** DATA PROVIDED follows **

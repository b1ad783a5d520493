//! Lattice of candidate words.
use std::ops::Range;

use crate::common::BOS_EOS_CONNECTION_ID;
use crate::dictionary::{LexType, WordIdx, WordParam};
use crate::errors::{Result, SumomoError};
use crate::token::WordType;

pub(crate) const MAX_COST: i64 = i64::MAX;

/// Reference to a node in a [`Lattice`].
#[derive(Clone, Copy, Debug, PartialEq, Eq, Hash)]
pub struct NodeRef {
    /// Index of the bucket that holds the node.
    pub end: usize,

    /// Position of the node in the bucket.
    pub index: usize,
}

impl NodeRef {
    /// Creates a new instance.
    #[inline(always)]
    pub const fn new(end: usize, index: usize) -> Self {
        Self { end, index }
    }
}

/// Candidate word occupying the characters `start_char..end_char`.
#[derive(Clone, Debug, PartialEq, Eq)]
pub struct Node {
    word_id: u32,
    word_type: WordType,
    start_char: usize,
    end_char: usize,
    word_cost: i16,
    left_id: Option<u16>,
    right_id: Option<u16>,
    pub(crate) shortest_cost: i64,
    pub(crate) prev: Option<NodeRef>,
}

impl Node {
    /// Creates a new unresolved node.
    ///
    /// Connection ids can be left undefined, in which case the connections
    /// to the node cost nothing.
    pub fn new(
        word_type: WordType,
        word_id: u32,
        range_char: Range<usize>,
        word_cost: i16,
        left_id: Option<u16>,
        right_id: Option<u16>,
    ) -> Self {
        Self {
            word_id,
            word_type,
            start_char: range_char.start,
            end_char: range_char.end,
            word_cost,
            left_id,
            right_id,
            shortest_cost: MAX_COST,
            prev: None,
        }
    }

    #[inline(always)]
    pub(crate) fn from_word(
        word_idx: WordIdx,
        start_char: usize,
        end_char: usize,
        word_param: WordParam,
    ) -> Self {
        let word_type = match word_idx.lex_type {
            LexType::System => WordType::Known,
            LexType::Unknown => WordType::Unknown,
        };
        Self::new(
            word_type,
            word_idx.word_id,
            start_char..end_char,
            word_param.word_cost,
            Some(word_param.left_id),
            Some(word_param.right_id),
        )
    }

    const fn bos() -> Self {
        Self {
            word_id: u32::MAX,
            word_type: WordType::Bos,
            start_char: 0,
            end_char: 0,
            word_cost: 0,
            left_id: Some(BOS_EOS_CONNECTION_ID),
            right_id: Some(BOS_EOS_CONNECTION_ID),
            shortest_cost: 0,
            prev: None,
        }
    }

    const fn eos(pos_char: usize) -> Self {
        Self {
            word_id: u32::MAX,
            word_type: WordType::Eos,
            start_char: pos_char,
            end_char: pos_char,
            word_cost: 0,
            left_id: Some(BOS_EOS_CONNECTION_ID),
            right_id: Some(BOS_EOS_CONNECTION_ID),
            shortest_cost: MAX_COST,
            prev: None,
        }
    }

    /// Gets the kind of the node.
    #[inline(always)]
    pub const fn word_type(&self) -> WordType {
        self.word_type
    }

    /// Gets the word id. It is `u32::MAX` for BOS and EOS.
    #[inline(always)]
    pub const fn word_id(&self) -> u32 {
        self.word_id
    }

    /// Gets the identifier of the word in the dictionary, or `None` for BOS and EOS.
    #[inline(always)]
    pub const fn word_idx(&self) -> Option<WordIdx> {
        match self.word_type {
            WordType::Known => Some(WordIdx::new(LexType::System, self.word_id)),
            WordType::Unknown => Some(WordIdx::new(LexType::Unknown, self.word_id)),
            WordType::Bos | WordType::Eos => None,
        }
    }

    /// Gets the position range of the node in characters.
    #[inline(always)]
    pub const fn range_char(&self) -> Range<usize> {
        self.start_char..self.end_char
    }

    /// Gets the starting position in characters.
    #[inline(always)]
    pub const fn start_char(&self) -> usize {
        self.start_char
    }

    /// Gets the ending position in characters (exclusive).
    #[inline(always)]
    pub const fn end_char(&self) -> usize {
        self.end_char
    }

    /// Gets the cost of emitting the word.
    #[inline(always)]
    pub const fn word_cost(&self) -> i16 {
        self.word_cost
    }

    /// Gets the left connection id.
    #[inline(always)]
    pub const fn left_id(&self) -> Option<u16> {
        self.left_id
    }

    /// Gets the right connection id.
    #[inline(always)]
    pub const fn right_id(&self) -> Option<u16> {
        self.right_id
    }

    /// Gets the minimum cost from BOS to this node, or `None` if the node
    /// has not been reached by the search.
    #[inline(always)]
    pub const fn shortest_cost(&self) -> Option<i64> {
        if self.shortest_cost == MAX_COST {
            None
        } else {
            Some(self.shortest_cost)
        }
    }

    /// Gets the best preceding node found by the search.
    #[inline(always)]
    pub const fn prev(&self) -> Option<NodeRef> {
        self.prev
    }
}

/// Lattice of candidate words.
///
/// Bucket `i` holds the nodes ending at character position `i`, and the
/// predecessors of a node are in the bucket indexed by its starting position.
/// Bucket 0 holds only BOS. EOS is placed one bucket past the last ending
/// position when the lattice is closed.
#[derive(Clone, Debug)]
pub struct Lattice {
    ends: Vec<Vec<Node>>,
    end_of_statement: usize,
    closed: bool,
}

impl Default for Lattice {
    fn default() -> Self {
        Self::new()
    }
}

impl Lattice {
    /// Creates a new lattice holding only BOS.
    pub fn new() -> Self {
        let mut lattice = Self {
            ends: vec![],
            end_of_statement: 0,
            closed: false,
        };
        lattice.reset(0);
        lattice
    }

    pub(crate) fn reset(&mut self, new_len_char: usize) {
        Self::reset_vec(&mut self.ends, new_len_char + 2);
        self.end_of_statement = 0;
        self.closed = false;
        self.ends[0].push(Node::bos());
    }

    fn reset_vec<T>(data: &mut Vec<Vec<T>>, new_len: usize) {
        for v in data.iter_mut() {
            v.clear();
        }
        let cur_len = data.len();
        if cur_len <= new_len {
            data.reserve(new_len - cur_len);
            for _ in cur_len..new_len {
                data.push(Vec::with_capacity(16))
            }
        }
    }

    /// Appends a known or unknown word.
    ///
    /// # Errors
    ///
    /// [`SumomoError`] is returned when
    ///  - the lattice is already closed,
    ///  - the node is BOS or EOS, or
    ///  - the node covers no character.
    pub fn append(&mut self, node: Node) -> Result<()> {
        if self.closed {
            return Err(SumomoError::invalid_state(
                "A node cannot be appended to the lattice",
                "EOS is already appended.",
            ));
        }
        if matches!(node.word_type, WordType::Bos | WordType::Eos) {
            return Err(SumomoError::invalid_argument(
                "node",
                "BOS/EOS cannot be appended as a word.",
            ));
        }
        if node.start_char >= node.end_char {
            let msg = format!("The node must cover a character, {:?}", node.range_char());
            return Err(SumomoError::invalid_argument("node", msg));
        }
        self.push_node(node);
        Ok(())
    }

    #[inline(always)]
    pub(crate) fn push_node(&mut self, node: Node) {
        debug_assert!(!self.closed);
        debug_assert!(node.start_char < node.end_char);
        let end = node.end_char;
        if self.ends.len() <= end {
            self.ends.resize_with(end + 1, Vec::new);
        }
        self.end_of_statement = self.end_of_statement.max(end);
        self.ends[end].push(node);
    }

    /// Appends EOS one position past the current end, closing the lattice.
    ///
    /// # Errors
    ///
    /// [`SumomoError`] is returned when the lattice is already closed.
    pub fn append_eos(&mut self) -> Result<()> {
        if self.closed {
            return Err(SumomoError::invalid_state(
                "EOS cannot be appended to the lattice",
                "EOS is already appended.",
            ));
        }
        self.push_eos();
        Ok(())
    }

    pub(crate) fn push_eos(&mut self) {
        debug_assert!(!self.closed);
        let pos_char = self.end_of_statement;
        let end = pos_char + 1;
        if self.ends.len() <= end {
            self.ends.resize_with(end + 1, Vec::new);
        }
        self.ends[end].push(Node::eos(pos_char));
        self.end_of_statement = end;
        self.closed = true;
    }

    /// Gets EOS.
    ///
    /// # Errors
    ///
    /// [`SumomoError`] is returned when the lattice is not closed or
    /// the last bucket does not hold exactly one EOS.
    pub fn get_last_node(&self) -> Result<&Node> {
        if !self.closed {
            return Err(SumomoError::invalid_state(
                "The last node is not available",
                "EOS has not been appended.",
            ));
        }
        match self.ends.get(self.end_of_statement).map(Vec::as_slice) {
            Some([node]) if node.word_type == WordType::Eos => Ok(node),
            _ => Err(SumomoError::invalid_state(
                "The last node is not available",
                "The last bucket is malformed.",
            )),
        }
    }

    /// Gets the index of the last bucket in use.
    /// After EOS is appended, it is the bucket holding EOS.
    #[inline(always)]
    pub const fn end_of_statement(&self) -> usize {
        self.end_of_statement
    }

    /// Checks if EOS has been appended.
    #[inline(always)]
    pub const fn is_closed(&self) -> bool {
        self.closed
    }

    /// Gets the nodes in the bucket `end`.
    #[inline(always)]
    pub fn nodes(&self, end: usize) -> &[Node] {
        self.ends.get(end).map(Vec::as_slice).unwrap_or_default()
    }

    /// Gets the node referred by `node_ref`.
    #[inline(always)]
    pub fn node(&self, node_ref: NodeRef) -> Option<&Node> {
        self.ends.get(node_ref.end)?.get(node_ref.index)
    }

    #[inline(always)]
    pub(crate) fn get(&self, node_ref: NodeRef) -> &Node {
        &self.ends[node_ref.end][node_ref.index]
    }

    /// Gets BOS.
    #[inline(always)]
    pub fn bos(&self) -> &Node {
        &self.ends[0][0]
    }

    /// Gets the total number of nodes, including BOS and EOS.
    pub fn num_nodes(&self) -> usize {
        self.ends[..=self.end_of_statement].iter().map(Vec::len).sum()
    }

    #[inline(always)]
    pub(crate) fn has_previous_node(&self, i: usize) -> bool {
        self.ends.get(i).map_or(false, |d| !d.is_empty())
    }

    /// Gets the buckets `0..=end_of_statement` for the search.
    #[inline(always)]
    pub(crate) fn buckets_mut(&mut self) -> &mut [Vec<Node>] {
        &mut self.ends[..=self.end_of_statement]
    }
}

** End of DATA PROVIDED **

**WORK ORDER**:
Pick out all lines from the data above in which the word "System" appears.

**RESPONSE TO THIS EXERCISE**:
            LexType::System => WordType::Known,
            WordType::Known => Some(WordIdx::new(LexType::System, self.word_id)),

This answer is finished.